TASK DIRECTIONS | From the line that contains "if let Ok(f) = raw.parse::<f64>()" to the final line of the entries below, write out every line exactly as it appears, and nothing else.

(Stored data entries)
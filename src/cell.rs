//! Tabular cell handling shared by the vessel list and the daily position exports.
//!
//! Both inputs are loose spreadsheets exported to CSV. A cell is either missing
//! (blank or one of the usual NA spellings) or carries raw text which is passed
//! through with light numeric inference.

use anyhow::{Context, Result};
use csv::ReaderBuilder;
use serde_json::{Number, Value};
use std::collections::HashMap;
use std::io::Read;

/// Literal a missing key cell stringifies to. Rows with a missing MMSI or name
/// share this value and can therefore collide in the metadata index.
pub const MISSING_KEY: &str = "None";

/// Cell spellings treated as "no value"
const NA_TOKENS: &[&str] = &[
    "", "#N/A", "#N/A N/A", "#NA", "-1.#IND", "-1.#QNAN", "-NaN", "-nan", "1.#IND", "1.#QNAN",
    "<NA>", "N/A", "NA", "NULL", "NaN", "None", "n/a", "nan", "null",
];

/// Returns true if the raw cell text means "no value"
pub fn is_na(raw: &str) -> bool {
    NA_TOKENS.contains(&raw)
}

/// Filter out NA cells
pub fn present(raw: Option<&str>) -> Option<&str> {
    raw.filter(|v| !is_na(v))
}

/// Stringify a key cell: trimmed text, or the [`MISSING_KEY`] sentinel
pub fn key_part(raw: Option<&str>) -> String {
    match present(raw) {
        Some(v) => v.trim().to_string(),
        None => MISSING_KEY.to_string(),
    }
}

/// Infer a JSON value from a present cell.
///
/// Integer text becomes a JSON integer, other finite numeric text a JSON float,
/// anything else is kept verbatim as a string.
pub fn infer_value(raw: &str) -> Value {
    if let Ok(i) = raw.parse::<i64>() {
        return Value::Number(i.into());
    }
    if let Ok(f) = raw.parse::<f64>()
        && let Some(n) = Number::from_f64(f)
    {
        return Value::Number(n);
    }
    Value::String(raw.to_string())
}

/// Parse a cell as a finite float, tolerating surrounding whitespace
pub fn to_opt_f64(raw: Option<&str>) -> Option<f64> {
    present(raw)?
        .trim()
        .parse::<f64>()
        .ok()
        .filter(|f| f.is_finite())
}

/// One row of a CSV export, keyed by header
#[derive(Debug, Clone, Default, PartialEq, Eq)]
pub struct TableRow(HashMap<String, String>);

impl TableRow {
    /// Raw cell text, including NA spellings. `None` only if the column is absent.
    pub fn raw(&self, column: &str) -> Option<&str> {
        self.0.get(column).map(String::as_str)
    }

    /// Cell text if the column exists and the cell is not NA
    pub fn get(&self, column: &str) -> Option<&str> {
        present(self.raw(column))
    }

    /// Cell as an inferred JSON value, `None` if absent
    pub fn value(&self, column: &str) -> Option<Value> {
        self.get(column).map(infer_value)
    }

    /// Cell as owned text, `None` if absent
    pub fn text(&self, column: &str) -> Option<String> {
        self.get(column).map(str::to_string)
    }
}

impl<K: Into<String>, V: Into<String>> FromIterator<(K, V)> for TableRow {
    fn from_iter<I: IntoIterator<Item = (K, V)>>(iter: I) -> Self {
        Self(
            iter.into_iter()
                .map(|(k, v)| (k.into(), v.into()))
                .collect(),
        )
    }
}
/// Read every data row of a headed CSV.
///
/// Short rows are accepted: their missing trailing cells are absent from the
/// row. Cells beyond the header are ignored.
pub fn read_table<R: Read>(reader: R) -> Result<Vec<TableRow>> {
    let mut csv_reader = ReaderBuilder::new().flexible(true).from_reader(reader);
    let headers = csv_reader.headers().context("Invalid header")?.clone();

    let mut rows = Vec::new();
    for (line, result) in csv_reader.records().enumerate() {
        let record = result.with_context(|| format!("Invalid row {}", line + 1))?;
        rows.push(headers.iter().zip(record.iter()).collect());
    }
    Ok(rows)
}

ANSWER SPACE |
    if let Ok(f) = raw.parse::<f64>()
        && let Some(n) = Number::from_f64(f)
    {
        return Value::Number(n);
    }
    Value::String(raw.to_string())
}

/// Parse a cell as a finite float, tolerating surrounding whitespace
pub fn to_opt_f64(raw: Option<&str>) -> Option<f64> {
    present(raw)?
        .trim()
        .parse::<f64>()
        .ok()
        .filter(|f| f.is_finite())
}

/// One row of a CSV export, keyed by header
#[derive(Debug, Clone, Default, PartialEq, Eq)]
pub struct TableRow(HashMap<String, String>);

impl TableRow {
    /// Raw cell text, including NA spellings. `None` only if the column is absent.
    pub fn raw(&self, column: &str) -> Option<&str> {
        self.0.get(column).map(String::as_str)
    }

    /// Cell text if the column exists and the cell is not NA
    pub fn get(&self, column: &str) -> Option<&str> {
        present(self.raw(column))
    }

    /// Cell as an inferred JSON value, `None` if absent
    pub fn value(&self, column: &str) -> Option<Value> {
        self.get(column).map(infer_value)
    }

    /// Cell as owned text, `None` if absent
    pub fn text(&self, column: &str) -> Option<String> {
        self.get(column).map(str::to_string)
    }
}

impl<K: Into<String>, V: Into<String>> FromIterator<(K, V)> for TableRow {
    fn from_iter<I: IntoIterator<Item = (K, V)>>(iter: I) -> Self {
        Self(
            iter.into_iter()
                .map(|(k, v)| (k.into(), v.into()))
                .collect(),
        )
    }
}
/// Read every data row of a headed CSV.
///
/// Short rows are accepted: their missing trailing cells are absent from the
/// row. Cells beyond the header are ignored.
pub fn read_table<R: Read>(reader: R) -> Result<Vec<TableRow>> {
    let mut csv_reader = ReaderBuilder::new().flexible(true).from_reader(reader);
    let headers = csv_reader.headers().context("Invalid header")?.clone();

    let mut rows = Vec::new();
    for (line, result) in csv_reader.records().enumerate() {
        let record = result.with_context(|| format!("Invalid row {}", line + 1))?;
        rows.push(headers.iter().zip(record.iter()).collect());
    }
    Ok(rows)
}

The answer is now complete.